## What you need to do
In the response, the entries must appear exactly as supplied.

Collected data
════════════════

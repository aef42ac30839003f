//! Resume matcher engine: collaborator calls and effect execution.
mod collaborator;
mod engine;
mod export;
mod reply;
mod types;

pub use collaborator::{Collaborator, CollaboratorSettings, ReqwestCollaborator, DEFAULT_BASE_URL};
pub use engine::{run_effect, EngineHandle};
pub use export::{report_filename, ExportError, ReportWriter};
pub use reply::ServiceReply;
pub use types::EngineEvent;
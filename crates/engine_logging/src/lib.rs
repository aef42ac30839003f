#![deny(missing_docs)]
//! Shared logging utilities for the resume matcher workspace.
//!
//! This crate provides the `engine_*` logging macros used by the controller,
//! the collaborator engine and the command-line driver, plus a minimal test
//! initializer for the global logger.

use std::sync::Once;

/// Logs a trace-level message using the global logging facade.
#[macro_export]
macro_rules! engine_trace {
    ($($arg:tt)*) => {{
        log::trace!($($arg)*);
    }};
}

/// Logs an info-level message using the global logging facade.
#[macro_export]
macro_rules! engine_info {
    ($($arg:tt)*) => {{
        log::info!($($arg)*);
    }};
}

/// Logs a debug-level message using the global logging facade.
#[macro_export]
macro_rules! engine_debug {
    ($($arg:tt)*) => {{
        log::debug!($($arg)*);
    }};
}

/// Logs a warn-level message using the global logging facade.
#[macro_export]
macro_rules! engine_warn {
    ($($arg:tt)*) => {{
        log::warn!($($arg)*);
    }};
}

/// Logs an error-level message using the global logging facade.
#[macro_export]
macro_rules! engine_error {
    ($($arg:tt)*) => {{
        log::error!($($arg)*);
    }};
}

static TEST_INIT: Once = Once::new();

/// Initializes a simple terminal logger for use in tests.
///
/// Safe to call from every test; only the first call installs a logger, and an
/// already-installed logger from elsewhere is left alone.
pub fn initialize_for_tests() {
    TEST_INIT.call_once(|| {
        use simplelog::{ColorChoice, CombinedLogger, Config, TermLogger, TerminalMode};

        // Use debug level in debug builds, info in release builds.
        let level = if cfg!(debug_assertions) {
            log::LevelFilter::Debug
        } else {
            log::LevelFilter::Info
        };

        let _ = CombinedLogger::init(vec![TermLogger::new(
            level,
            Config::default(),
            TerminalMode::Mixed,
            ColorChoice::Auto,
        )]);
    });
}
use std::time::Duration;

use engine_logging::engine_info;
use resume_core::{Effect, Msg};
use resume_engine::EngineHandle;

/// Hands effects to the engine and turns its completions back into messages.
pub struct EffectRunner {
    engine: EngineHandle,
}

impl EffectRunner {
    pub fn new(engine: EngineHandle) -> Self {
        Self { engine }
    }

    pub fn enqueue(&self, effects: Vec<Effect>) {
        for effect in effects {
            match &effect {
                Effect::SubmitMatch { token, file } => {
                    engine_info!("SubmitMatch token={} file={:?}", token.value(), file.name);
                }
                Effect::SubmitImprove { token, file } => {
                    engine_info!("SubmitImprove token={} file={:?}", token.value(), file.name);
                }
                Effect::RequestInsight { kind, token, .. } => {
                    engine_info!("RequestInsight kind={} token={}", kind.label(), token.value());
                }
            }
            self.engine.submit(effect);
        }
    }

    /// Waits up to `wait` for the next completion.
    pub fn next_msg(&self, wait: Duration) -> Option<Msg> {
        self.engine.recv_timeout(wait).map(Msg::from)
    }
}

════════════════

## Exercise solution
repository aef42ac30839003f
//! Resume matcher engine: collaborator calls and effect execution.
mod collaborator;
mod engine;
mod export;
mod reply;
mod types;

pub use collaborator::{Collaborator, CollaboratorSettings, ReqwestCollaborator, DEFAULT_BASE_URL};
pub use engine::{run_effect, EngineHandle};
pub use export::{report_filename, ExportError, ReportWriter};
pub use reply::ServiceReply;
pub use types::EngineEvent;
filename crates/engine_logging/src/lib.rs
repository aef42ac30839003f
#![deny(missing_docs)]
//! Shared logging utilities for the resume matcher workspace.
//!
//! This crate provides the `engine_*` logging macros used by the controller,
//! the collaborator engine and the command-line driver, plus a minimal test
//! initializer for the global logger.

use std::sync::Once;

/// Logs a trace-level message using the global logging facade.
#[macro_export]
macro_rules! engine_trace {
    ($($arg:tt)*) => {{
        log::trace!($($arg)*);
    }};
}

/// Logs an info-level message using the global logging facade.
#[macro_export]
macro_rules! engine_info {
    ($($arg:tt)*) => {{
        log::info!($($arg)*);
    }};
}

/// Logs a debug-level message using the global logging facade.
#[macro_export]
macro_rules! engine_debug {
    ($($arg:tt)*) => {{
        log::debug!($($arg)*);
    }};
}

/// Logs a warn-level message using the global logging facade.
#[macro_export]
macro_rules! engine_warn {
    ($($arg:tt)*) => {{
        log::warn!($($arg)*);
    }};
}

/// Logs an error-level message using the global logging facade.
#[macro_export]
macro_rules! engine_error {
    ($($arg:tt)*) => {{
        log::error!($($arg)*);
    }};
}

static TEST_INIT: Once = Once::new();

/// Initializes a simple terminal logger for use in tests.
///
/// Safe to call from every test; only the first call installs a logger, and an
/// already-installed logger from elsewhere is left alone.
pub fn initialize_for_tests() {
    TEST_INIT.call_once(|| {
        use simplelog::{ColorChoice, CombinedLogger, Config, TermLogger, TerminalMode};

        // Use debug level in debug builds, info in release builds.
        let level = if cfg!(debug_assertions) {
            log::LevelFilter::Debug
        } else {
            log::LevelFilter::Info
        };

        let _ = CombinedLogger::init(vec![TermLogger::new(
            level,
            Config::default(),
            TerminalMode::Mixed,
            ColorChoice::Auto,
        )]);
    });
}
use std::time::Duration;

use engine_logging::engine_info;
use resume_core::{Effect, Msg};
use resume_engine::EngineHandle;

/// Hands effects to the engine and turns its completions back into messages.
pub struct EffectRunner {
    engine: EngineHandle,
}

impl EffectRunner {
    pub fn new(engine: EngineHandle) -> Self {
        Self { engine }
    }

    pub fn enqueue(&self, effects: Vec<Effect>) {
        for effect in effects {
            match &effect {
                Effect::SubmitMatch { token, file } => {
                    engine_info!("SubmitMatch token={} file={:?}", token.value(), file.name);
                }
                Effect::SubmitImprove { token, file } => {
                    engine_info!("SubmitImprove token={} file={:?}", token.value(), file.name);
                }
                Effect::RequestInsight { kind, token, .. } => {
                    engine_info!("RequestInsight kind={} token={}", kind.label(), token.value());
                }
            }
            self.engine.submit(effect);
        }
    }

    /// Waits up to `wait` for the next completion.
    pub fn next_msg(&self, wait: Duration) -> Option<Msg> {
        self.engine.recv_timeout(wait).map(Msg::from)
    }
}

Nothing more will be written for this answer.